Steve Adlard

Personal information
- Date of birth: 23 October 1950
- Date of death: 18 September 2018 (aged 67)

Senior career*
- Years: Team / Apps / (Gls)
- Nottingham Forest / 0 / (0)
- Lincoln City / 0 / (0)

Managerial career
- 1982–1986: University of Evansville (assistant)
- 1986–1988: Davis & Elkins
- 1988–1991: UNC Asheville
- 1991–2005: Marquette University

= Steve Adlard =

English cricketer and footballer

Stephen Keith Adlard (23 October 1950 – 18 September 2018) was an English footballer and first-class cricketer.

== Life ==
Adlard played professional football for several seasons in England, as a goalkeeper. He was a member of the Nottingham Forest (first division) and Lincoln City (fourth division) teams, but never played at first-team level. As a cricketer, he played one match for Lincolnshire against Derbyshire in the 1976 Gillette Cup and played in the Minor Counties Championship from 1975 to 1980.

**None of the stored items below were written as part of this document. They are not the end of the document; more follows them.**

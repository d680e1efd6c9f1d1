use chrono::{DateTime, Duration, Utc};

use crate::api::{Item, SortMode};

pub const FRESH_WINDOW_DAYS: i64 = 7;
pub const DEFAULT_PAGE_SIZE: usize = 25;

// Categories offered in the navigation pane; an item matches a category when
// any of its tags starts with the category id, and "all" matches everything.
pub const CATEGORIES: [(&str, &str); 9] = [
    ("all", "All"),
    ("cs.AI", "AI"),
    ("cs.LG", "ML"),
    ("cs.CL", "NLP"),
    ("cs.CV", "Vision"),
    ("cs.RO", "Robotics"),
    ("stat.ML", "Stats"),
    ("math", "Math"),
    ("quant-ph", "Quantum"),
];

pub struct FeedIndex {
    items: Vec<Item>,
    category: String,
    search: String,
    sort: SortMode,
    page_size: usize,
    pages: usize,
}

impl FeedIndex {
    pub fn new(page_size: usize) -> Self {
        Self {
            items: Vec::new(),
            category: "all".to_string(),
            search: String::new(),
            sort: SortMode::default(),
            page_size: page_size.max(1),
            pages: 1,
        }
    }

    pub fn category(&self) -> &str {
        &self.category
    }

    pub fn search(&self) -> &str {
        &self.search
    }

    pub fn sort(&self) -> SortMode {
        self.sort
    }

    pub fn set_category<S: Into<String>>(&mut self, category: S) {
        self.category = category.into();
    }

    pub fn set_search<S: Into<String>>(&mut self, search: S) {
        self.search = search.into();
    }

    pub fn set_sort(&mut self, sort: SortMode) {
        self.sort = sort;
    }

    // Replaces the raw collection after a refresh; category, search, sort,
    // and the page counter all survive the swap.
    pub fn replace_items(&mut self, items: Vec<Item>) {
        self.items = items;
    }

    pub fn items(&self) -> &[Item] {
        &self.items
    }

    pub fn item(&self, id: &str) -> Option<&Item> {
        self.items.iter().find(|item| item.id == id)
    }

    pub fn is_empty(&self) -> bool {
        self.items.is_empty()
    }

    pub fn load_more(&mut self) {
        self.pages = self.pages.saturating_add(1);
    }

    pub fn visible_items(&self, now: DateTime<Utc>) -> Vec<&Item> {
        let mut filtered = self.filtered(now);
        // The slice is clamped to the filtered length so a category or
        // search change can never leave the page counter pointing past it.
        let cap = self.page_size.saturating_mul(self.pages).min(filtered.len());
        filtered.truncate(cap);
        filtered
    }

    pub fn has_more(&self, now: DateTime<Utc>) -> bool {
        self.filtered(now).len() > self.page_size.saturating_mul(self.pages)
    }

    pub fn filtered_len(&self, now: DateTime<Utc>) -> usize {
        self.filtered(now).len()
    }

    // Counts are only ever updated from reconciled gateway responses,
    // never computed locally.
    pub fn apply_vote_count(&mut self, id: &str, count: i64) {
        if let Some(item) = self.items.iter_mut().find(|item| item.id == id) {
            item.vote_count = count.max(0);
        }
    }

    pub fn apply_comment_count(&mut self, id: &str, count: i64) {
        if let Some(item) = self.items.iter_mut().find(|item| item.id == id) {
            item.comment_count = count.max(0);
        }
    }

    fn filtered(&self, now: DateTime<Utc>) -> Vec<&Item> {
        let needle = self.search.trim().to_lowercase();
        let mut matched: Vec<&Item> = self
            .items
            .iter()
            .filter(|item| matches_category(item, &self.category))
            .filter(|item| matches_search(item, &needle))
            .collect();

        match self.sort {
            SortMode::Hot => {
                matched.retain(|item| within_fresh_window(item, now));
                // sort_by is stable, so equal counts keep their input order
                matched.sort_by(|a, b| b.vote_count.cmp(&a.vote_count));
            }
            SortMode::Discussed => {
                matched.retain(|item| within_fresh_window(item, now));
                matched.sort_by(|a, b| b.comment_count.cmp(&a.comment_count));
            }
            SortMode::New => {
                matched.sort_by(|a, b| b.created_at.cmp(&a.created_at));
            }
        }
        matched
    }
}

fn within_fresh_window(item: &Item, now: DateTime<Utc>) -> bool {
    now.signed_duration_since(item.created_at) <= Duration::days(FRESH_WINDOW_DAYS)
}

fn matches_category(item: &Item, category: &str) -> bool {
    category == "all"
        || item
            .categories
            .iter()
            .any(|tag| tag.starts_with(category))
}

fn matches_search(item: &Item, needle: &str) -> bool {
    if needle.is_empty() {
        return true;
    }
    item.title.to_lowercase().contains(needle)
        || item.summary.to_lowercase().contains(needle)
        || item
            .authors
            .iter()
            .any(|author| author.to_lowercase().contains(needle))
}

#[cfg(test)]
mod tests {
    use super::*;

    fn item(id: &str, votes: i64, comments: i64, days_old: i64) -> Item {
        Item {
            id: id.to_owned(),
            title: format!("Paper {id}"),
            summary: "a study of things".to_owned(),
            authors: vec!["Ada Lovelace".to_owned()],
            categories: vec!["cs.AI".to_owned()],
            created_at: Utc::now() - Duration::days(days_old),
            vote_count: votes,
            comment_count: comments,
            submitter: "ada".to_owned(),
            url: String::new(),
        }
    }

    fn ids(items: &[&Item]) -> Vec<String> {
        items.iter().map(|item| item.id.clone()).collect()
    }

    #[test]
    fn hot_excludes_items_older_than_the_window() {
        let mut index = FeedIndex::new(10);
        index.replace_items(vec![item("old", 5, 0, 10), item("fresh", 3, 0, 1)]);
        index.set_sort(SortMode::Hot);
        assert_eq!(ids(&index.visible_items(Utc::now())), vec!["fresh"]);
    }

    #[test]
    fn discussed_shares_the_window_and_orders_by_comments() {
        let mut index = FeedIndex::new(10);
        index.replace_items(vec![
            item("quiet", 9, 1, 2),
            item("busy", 1, 8, 2),
            item("stale", 0, 50, 30),
        ]);
        index.set_sort(SortMode::Discussed);
        assert_eq!(ids(&index.visible_items(Utc::now())), vec!["busy", "quiet"]);
    }

    #[test]
    fn new_has_no_window_and_orders_by_recency() {
        let mut index = FeedIndex::new(10);
        index.replace_items(vec![item("ancient", 0, 0, 400), item("today", 0, 0, 0)]);
        index.set_sort(SortMode::New);
        assert_eq!(
            ids(&index.visible_items(Utc::now())),
            vec!["today", "ancient"]
        );
    }

    #[test]
    fn hot_ties_keep_input_order() {
        let mut index = FeedIndex::new(10);
        index.replace_items(vec![
            item("first", 4, 0, 1),
            item("second", 4, 0, 2),
            item("third", 4, 0, 3),
        ]);
        index.set_sort(SortMode::Hot);
        assert_eq!(
            ids(&index.visible_items(Utc::now())),
            vec!["first", "second", "third"]
        );
    }

    #[test]
    fn category_matches_by_prefix() {
        let mut index = FeedIndex::new(10);
        let mut math = item("math", 1, 0, 1);
        math.categories = vec!["math.CO".to_owned()];
        index.replace_items(vec![item("ai", 1, 0, 1), math]);
        index.set_sort(SortMode::New);

        index.set_category("math");
        assert_eq!(ids(&index.visible_items(Utc::now())), vec!["math"]);
        index.set_category("all");
        assert_eq!(index.visible_items(Utc::now()).len(), 2);
    }

    #[test]
    fn search_is_case_insensitive_over_title_summary_and_authors() {
        let mut index = FeedIndex::new(10);
        let mut by_turing = item("turing", 1, 0, 1);
        by_turing.authors = vec!["Alan Turing".to_owned()];
        by_turing.title = "On computable numbers".to_owned();
        index.replace_items(vec![item("other", 1, 0, 1), by_turing]);
        index.set_sort(SortMode::New);

        index.set_search("TURING");
        assert_eq!(ids(&index.visible_items(Utc::now())), vec!["turing"]);
        index.set_search("computable");
        assert_eq!(ids(&index.visible_items(Utc::now())), vec!["turing"]);
        index.set_search("");
        assert_eq!(index.visible_items(Utc::now()).len(), 2);
    }

    #[test]
    fn paging_slices_and_reports_more() {
        let mut index = FeedIndex::new(2);
        index.replace_items(vec![
            item("a", 5, 0, 1),
            item("b", 4, 0, 1),
            item("c", 3, 0, 1),
            item("d", 2, 0, 1),
            item("e", 1, 0, 1),
        ]);
        index.set_sort(SortMode::Hot);

        let now = Utc::now();
        assert_eq!(index.visible_items(now).len(), 2);
        assert!(index.has_more(now));
        index.load_more();
        assert_eq!(index.visible_items(now).len(), 4);
        index.load_more();
        assert_eq!(index.visible_items(now).len(), 5);
        assert!(!index.has_more(now));
    }

    #[test]
    fn narrowing_the_filter_clamps_instead_of_indexing_past() {
        let mut index = FeedIndex::new(2);
        index.replace_items(vec![
            item("a", 5, 0, 1),
            item("b", 4, 0, 1),
            item("c", 3, 0, 1),
            item("d", 2, 0, 1),
        ]);
        index.set_sort(SortMode::Hot);
        index.load_more();
        let now = Utc::now();
        assert_eq!(index.visible_items(now).len(), 4);

        index.set_search("Paper a");
        let visible = index.visible_items(now);
        assert_eq!(ids(&visible), vec!["a"]);
        assert!(!index.has_more(now));
    }

    #[test]
    fn selections_survive_item_replacement() {
        let mut index = FeedIndex::new(10);
        index.set_category("cs.AI");
        index.set_search("paper");
        index.set_sort(SortMode::Discussed);
        index.replace_items(vec![item("a", 1, 2, 1)]);
        assert_eq!(index.category(), "cs.AI");
        assert_eq!(index.search(), "paper");
        assert_eq!(index.sort(), SortMode::Discussed);
    }

    #[test]
    fn counts_update_only_through_reconciliation() {
        let mut index = FeedIndex::new(10);
        index.replace_items(vec![item("a", 5, 1, 1)]);
        index.apply_vote_count("a", 6);
        index.apply_comment_count("a", 2);
        index.apply_vote_count("missing", 9);
        let fetched = index.item("a").unwrap();
        assert_eq!(fetched.vote_count, 6);
        assert_eq!(fetched.comment_count, 2);
    }
}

From 1982 to 1986 Adlard was an assistant coach for the University of Evansville soccer team. From 1986 to 1988 he was the head coach of Davis and Elkins and then moved on to become director of soccer at UNC-Asheville from 1988 to 1991. During the same time, 1988–1991, he was the head coach of the 1972 classic division of the USYSA, The Asheville Highlanders. From 1991 to November 2005 he was the head coach at Marquette University.